E2F作为一种重要的转录因子在细胞周期进程中发挥着非常重要的作用。它调节了许多重要的细胞周期相关基因的转录。DNA复制在细胞中受到了精确的调控，每个细胞周期基因组DNA都只能复制一次。在DNA复制过程中DNA聚合酶δ的作用最为重要，其催化亚基p125在细胞中的表达具有细胞周期依赖性。本论文研究工作为E2F对POLD1基因的转录调控机理提供了初步的依据，丰富了POLD1基因的转录调控研究。为今后进一步深入的研究提供了基础。本论文中主要通过染色体免疫共沉淀证明了E2F1与E2F4在细胞内能够与POLD1的启动子结合并能以促进型转录因子的作用调节p125的表达。同时能够促进POLD1启动子的转录活性。将细胞同步化后分析结果显示两种转录因子都在G1/S期与POLD1启动子结合水平最高。为了进一步研究这种转录调控作用，向细胞中转染了p21使细胞内的p21表达水平提高，发现p21影响了细胞中E2F1与POLD1启动子的结合情况，抑制了E2F1与POLD1启动子的结合，但对E2F4与POLD1启动字的结合没有明显影响。同时p21能够抑制E2F1、E2F4对POLD1启动子活性的促进作用。推测E2F4可能以一种不同的方式对POLD1进行着转录调控作用。使用抗肿瘤药物阿霉素处理细胞发现该药物降低了细胞中DNA聚合酶δ催化亚基p125的蛋白表达水平。进一步的实验表明，阿霉素通过提高p21水平及对E2F1蛋白表达的抑制进一步抑制了POLD1的转录水平。
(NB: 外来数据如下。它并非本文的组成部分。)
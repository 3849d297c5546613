use std::collections::BTreeMap;

use rand::rngs::StdRng;
use rand::seq::SliceRandom;
use rand::SeedableRng;

use crate::error::{DetectorError, Result};
use crate::models::Label;

/// Indices of a train/held-out partition, each sorted ascending.
#[derive(Debug, Clone, PartialEq, Eq)]
pub struct Split {
    pub train: Vec<usize>,
    pub test: Vec<usize>,
}

/// Stratified split of `labels` into train and held-out indices.
///
/// Each class is shuffled on its own with a [`StdRng`] seeded from `seed`
/// (classes visited in label order) and contributes `ceil(count * test_ratio)`
/// examples to the held-out side. Same labels + seed always give the same split.
pub fn stratified_split(labels: &[Label], test_ratio: f64, seed: u64) -> Result<Split> {
    if !(test_ratio > 0.0 && test_ratio < 1.0) {
        return Err(DetectorError::Configuration(format!(
            "test ratio must be within (0, 1), got {}",
            test_ratio
        )));
    }

    let mut groups: BTreeMap<Label, Vec<usize>> = BTreeMap::new();
    for (i, label) in labels.iter().enumerate() {
        groups.entry(*label).or_default().push(i);
    }

    let mut rng = StdRng::seed_from_u64(seed);
    let mut train = Vec::with_capacity(labels.len());
    let mut test = Vec::new();

    for (label, mut indices) in groups {
        // guard against 0.2 * 10 landing a hair above 2
        let n_test = (indices.len() as f64 * test_ratio - 1e-9).ceil() as usize;
        if n_test == 0 || n_test >= indices.len() {
            return Err(DetectorError::Configuration(format!(
                "class '{}' has {} example(s), too few for a {:.0}% held-out split",
                label,
                indices.len(),
                test_ratio * 100.0
            )));
        }

        indices.shuffle(&mut rng);
        test.extend_from_slice(&indices[..n_test]);
        train.extend_from_slice(&indices[n_test..]);
    }

    train.sort_unstable();
    test.sort_unstable();

    Ok(Split { train, test })
}
//! Lexical risk scoring, independent of the classifier.
//!
//! - [`vocabulary`] — the ordered set of suspicious terms.
//! - [`scorer`] — whole-word matching, risk percent, severity and highlighting.

pub mod scorer;
pub mod vocabulary;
As a transcription factor, E2F plays a very important role in cell cycle. It regulates transcription of many important cell cycle related genes. DNA replication is tightly controlled in cells. DNA is exactly doubled only once in one cell cycle. Of many kinds of DNA polymerases, DNA polymerase delta is the most important one in the process of DNA replication. The expression of its catalytic subunit p125 is cell-cycle dependent. In this thesis, these results provide a basic evidence for mechanism of POLD1 gene transcription regulation and are helpful for further research.In this thesis, chromatin immunoprecipitation was used. It’s found that E2F1 and E2F4 bind to the promoter of POLD1 gene in the cell and regulate the transcription of POLD1 gene.To further study the regulation of transcription, plasmids were transfected into MCF7 cells to express p21. It’s found that p21 inhibits the binding of E2F1 to the promoter of POLD1 gene, but has no effect on the binding of E2F4 to the POLD1 promoter. This effect and other people’s study provide that p21 affect the transcription level of the POLD1 gene indirectly through E2F1.Doxorubisin(DOX) was used to treat the MCF7 cell and it’s found that DOX inhibits the expression level of p125 in the cell. Further study demonstrated that DOX inhibits the expression of E2F1 and improve the expression of p21 which combine together to inhibit the expression of p125.